== Working data ==

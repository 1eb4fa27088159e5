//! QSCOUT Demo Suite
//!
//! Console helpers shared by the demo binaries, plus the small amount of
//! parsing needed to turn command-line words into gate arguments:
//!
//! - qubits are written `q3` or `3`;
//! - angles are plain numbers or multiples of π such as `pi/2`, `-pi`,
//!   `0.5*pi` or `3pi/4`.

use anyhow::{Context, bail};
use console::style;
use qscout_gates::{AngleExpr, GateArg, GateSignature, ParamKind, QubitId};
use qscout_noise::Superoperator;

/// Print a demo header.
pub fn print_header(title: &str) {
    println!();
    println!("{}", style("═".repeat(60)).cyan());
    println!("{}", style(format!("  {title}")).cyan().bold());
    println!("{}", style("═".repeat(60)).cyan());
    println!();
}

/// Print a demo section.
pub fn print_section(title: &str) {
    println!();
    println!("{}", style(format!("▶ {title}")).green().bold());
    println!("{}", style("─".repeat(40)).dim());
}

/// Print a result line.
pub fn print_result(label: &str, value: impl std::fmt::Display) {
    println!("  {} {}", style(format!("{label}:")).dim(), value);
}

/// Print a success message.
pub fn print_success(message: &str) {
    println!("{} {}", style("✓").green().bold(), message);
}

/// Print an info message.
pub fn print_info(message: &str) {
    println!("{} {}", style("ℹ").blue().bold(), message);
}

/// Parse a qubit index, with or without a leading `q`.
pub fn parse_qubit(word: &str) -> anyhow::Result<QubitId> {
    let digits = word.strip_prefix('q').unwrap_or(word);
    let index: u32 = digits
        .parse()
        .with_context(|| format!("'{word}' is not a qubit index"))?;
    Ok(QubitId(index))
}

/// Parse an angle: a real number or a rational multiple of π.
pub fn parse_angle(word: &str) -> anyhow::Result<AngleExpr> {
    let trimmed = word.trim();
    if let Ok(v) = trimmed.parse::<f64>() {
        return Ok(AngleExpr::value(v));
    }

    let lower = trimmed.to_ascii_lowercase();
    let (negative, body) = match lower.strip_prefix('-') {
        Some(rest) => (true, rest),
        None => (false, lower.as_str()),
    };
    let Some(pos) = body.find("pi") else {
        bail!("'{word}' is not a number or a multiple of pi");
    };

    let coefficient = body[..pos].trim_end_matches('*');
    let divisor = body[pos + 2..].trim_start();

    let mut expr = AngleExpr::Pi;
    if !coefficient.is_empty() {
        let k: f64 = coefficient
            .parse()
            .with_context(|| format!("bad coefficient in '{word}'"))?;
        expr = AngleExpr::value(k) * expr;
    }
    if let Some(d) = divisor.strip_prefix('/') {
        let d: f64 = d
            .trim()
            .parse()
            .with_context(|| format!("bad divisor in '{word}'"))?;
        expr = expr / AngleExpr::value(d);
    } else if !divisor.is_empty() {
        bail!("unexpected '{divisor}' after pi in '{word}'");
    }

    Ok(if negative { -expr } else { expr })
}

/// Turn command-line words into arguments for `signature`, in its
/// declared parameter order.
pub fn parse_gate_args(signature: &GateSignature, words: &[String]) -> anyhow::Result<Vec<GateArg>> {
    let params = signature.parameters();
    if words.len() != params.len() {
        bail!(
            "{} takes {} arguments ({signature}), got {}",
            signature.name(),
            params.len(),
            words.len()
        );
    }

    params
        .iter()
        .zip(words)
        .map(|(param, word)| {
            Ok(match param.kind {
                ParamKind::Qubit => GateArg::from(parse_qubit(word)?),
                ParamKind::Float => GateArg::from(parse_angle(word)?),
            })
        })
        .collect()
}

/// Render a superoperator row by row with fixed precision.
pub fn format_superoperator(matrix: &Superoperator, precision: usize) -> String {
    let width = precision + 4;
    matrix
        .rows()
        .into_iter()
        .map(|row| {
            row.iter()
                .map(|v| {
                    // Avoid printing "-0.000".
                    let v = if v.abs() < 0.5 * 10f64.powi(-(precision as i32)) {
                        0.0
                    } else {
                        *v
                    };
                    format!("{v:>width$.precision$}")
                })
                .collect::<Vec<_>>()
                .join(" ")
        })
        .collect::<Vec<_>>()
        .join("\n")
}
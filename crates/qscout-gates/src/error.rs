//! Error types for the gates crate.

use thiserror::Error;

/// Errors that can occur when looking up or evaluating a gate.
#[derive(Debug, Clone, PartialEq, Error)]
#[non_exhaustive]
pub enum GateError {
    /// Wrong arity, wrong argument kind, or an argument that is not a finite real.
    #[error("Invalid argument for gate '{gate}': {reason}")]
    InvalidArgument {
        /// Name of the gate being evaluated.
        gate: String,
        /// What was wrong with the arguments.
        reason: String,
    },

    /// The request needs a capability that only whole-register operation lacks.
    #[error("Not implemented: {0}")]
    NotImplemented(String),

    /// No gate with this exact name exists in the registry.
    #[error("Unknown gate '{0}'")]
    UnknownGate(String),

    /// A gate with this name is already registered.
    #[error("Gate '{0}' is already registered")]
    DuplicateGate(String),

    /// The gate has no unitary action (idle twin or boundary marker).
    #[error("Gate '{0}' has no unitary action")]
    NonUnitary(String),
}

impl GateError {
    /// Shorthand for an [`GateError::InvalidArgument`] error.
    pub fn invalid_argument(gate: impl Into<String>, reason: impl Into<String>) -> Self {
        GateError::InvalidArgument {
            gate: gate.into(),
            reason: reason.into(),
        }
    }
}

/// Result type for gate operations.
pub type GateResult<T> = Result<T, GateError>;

===

Without leaving anything out, quote all the data.

§ **Response below**
repository 1eb4fa27088159e5
//! QSCOUT Demo Suite
//!
//! Console helpers shared by the demo binaries, plus the small amount of
//! parsing needed to turn command-line words into gate arguments:
//!
//! - qubits are written `q3` or `3`;
//! - angles are plain numbers or multiples of π such as `pi/2`, `-pi`,
//!   `0.5*pi` or `3pi/4`.

use anyhow::{Context, bail};
use console::style;
use qscout_gates::{AngleExpr, GateArg, GateSignature, ParamKind, QubitId};
use qscout_noise::Superoperator;

/// Print a demo header.
pub fn print_header(title: &str) {
    println!();
    println!("{}", style("═".repeat(60)).cyan());
    println!("{}", style(format!("  {title}")).cyan().bold());
    println!("{}", style("═".repeat(60)).cyan());
    println!();
}

/// Print a demo section.
pub fn print_section(title: &str) {
    println!();
    println!("{}", style(format!("▶ {title}")).green().bold());
    println!("{}", style("─".repeat(40)).dim());
}

/// Print a result line.
pub fn print_result(label: &str, value: impl std::fmt::Display) {
    println!("  {} {}", style(format!("{label}:")).dim(), value);
}

/// Print a success message.
pub fn print_success(message: &str) {
    println!("{} {}", style("✓").green().bold(), message);
}

/// Print an info message.
pub fn print_info(message: &str) {
    println!("{} {}", style("ℹ").blue().bold(), message);
}

/// Parse a qubit index, with or without a leading `q`.
pub fn parse_qubit(word: &str) -> anyhow::Result<QubitId> {
    let digits = word.strip_prefix('q').unwrap_or(word);
    let index: u32 = digits
        .parse()
        .with_context(|| format!("'{word}' is not a qubit index"))?;
    Ok(QubitId(index))
}

/// Parse an angle: a real number or a rational multiple of π.
pub fn parse_angle(word: &str) -> anyhow::Result<AngleExpr> {
    let trimmed = word.trim();
    if let Ok(v) = trimmed.parse::<f64>() {
        return Ok(AngleExpr::value(v));
    }

    let lower = trimmed.to_ascii_lowercase();
    let (negative, body) = match lower.strip_prefix('-') {
        Some(rest) => (true, rest),
        None => (false, lower.as_str()),
    };
    let Some(pos) = body.find("pi") else {
        bail!("'{word}' is not a number or a multiple of pi");
    };

    let coefficient = body[..pos].trim_end_matches('*');
    let divisor = body[pos + 2..].trim_start();

    let mut expr = AngleExpr::Pi;
    if !coefficient.is_empty() {
        let k: f64 = coefficient
            .parse()
            .with_context(|| format!("bad coefficient in '{word}'"))?;
        expr = AngleExpr::value(k) * expr;
    }
    if let Some(d) = divisor.strip_prefix('/') {
        let d: f64 = d
            .trim()
            .parse()
            .with_context(|| format!("bad divisor in '{word}'"))?;
        expr = expr / AngleExpr::value(d);
    } else if !divisor.is_empty() {
        bail!("unexpected '{divisor}' after pi in '{word}'");
    }

    Ok(if negative { -expr } else { expr })
}

/// Turn command-line words into arguments for `signature`, in its
/// declared parameter order.
pub fn parse_gate_args(signature: &GateSignature, words: &[String]) -> anyhow::Result<Vec<GateArg>> {
    let params = signature.parameters();
    if words.len() != params.len() {
        bail!(
            "{} takes {} arguments ({signature}), got {}",
            signature.name(),
            params.len(),
            words.len()
        );
    }

    params
        .iter()
        .zip(words)
        .map(|(param, word)| {
            Ok(match param.kind {
                ParamKind::Qubit => GateArg::from(parse_qubit(word)?),
                ParamKind::Float => GateArg::from(parse_angle(word)?),
            })
        })
        .collect()
}

/// Render a superoperator row by row with fixed precision.
pub fn format_superoperator(matrix: &Superoperator, precision: usize) -> String {
    let width = precision + 4;
    matrix
        .rows()
        .into_iter()
        .map(|row| {
            row.iter()
                .map(|v| {
                    // Avoid printing "-0.000".
                    let v = if v.abs() < 0.5 * 10f64.powi(-(precision as i32)) {
                        0.0
                    } else {
                        *v
                    };
                    format!("{v:>width$.precision$}")
                })
                .collect::<Vec<_>>()
                .join(" ")
        })
        .collect::<Vec<_>>()
        .join("\n")
}
filename crates/qscout-gates/src/error.rs
//! Error types for the gates crate.

use thiserror::Error;

/// Errors that can occur when looking up or evaluating a gate.
#[derive(Debug, Clone, PartialEq, Error)]
#[non_exhaustive]
pub enum GateError {
    /// Wrong arity, wrong argument kind, or an argument that is not a finite real.
    #[error("Invalid argument for gate '{gate}': {reason}")]
    InvalidArgument {
        /// Name of the gate being evaluated.
        gate: String,
        /// What was wrong with the arguments.
        reason: String,
    },

    /// The request needs a capability that only whole-register operation lacks.
    #[error("Not implemented: {0}")]
    NotImplemented(String),

    /// No gate with this exact name exists in the registry.
    #[error("Unknown gate '{0}'")]
    UnknownGate(String),

    /// A gate with this name is already registered.
    #[error("Gate '{0}' is already registered")]
    DuplicateGate(String),

    /// The gate has no unitary action (idle twin or boundary marker).
    #[error("Gate '{0}' has no unitary action")]
    NonUnitary(String),
}

impl GateError {
    /// Shorthand for an [`GateError::InvalidArgument`] error.
    pub fn invalid_argument(gate: impl Into<String>, reason: impl Into<String>) -> Self {
        GateError::InvalidArgument {
            gate: gate.into(),
            reason: reason.into(),
        }
    }
}

/// Result type for gate operations.
pub type GateResult<T> = Result<T, GateError>;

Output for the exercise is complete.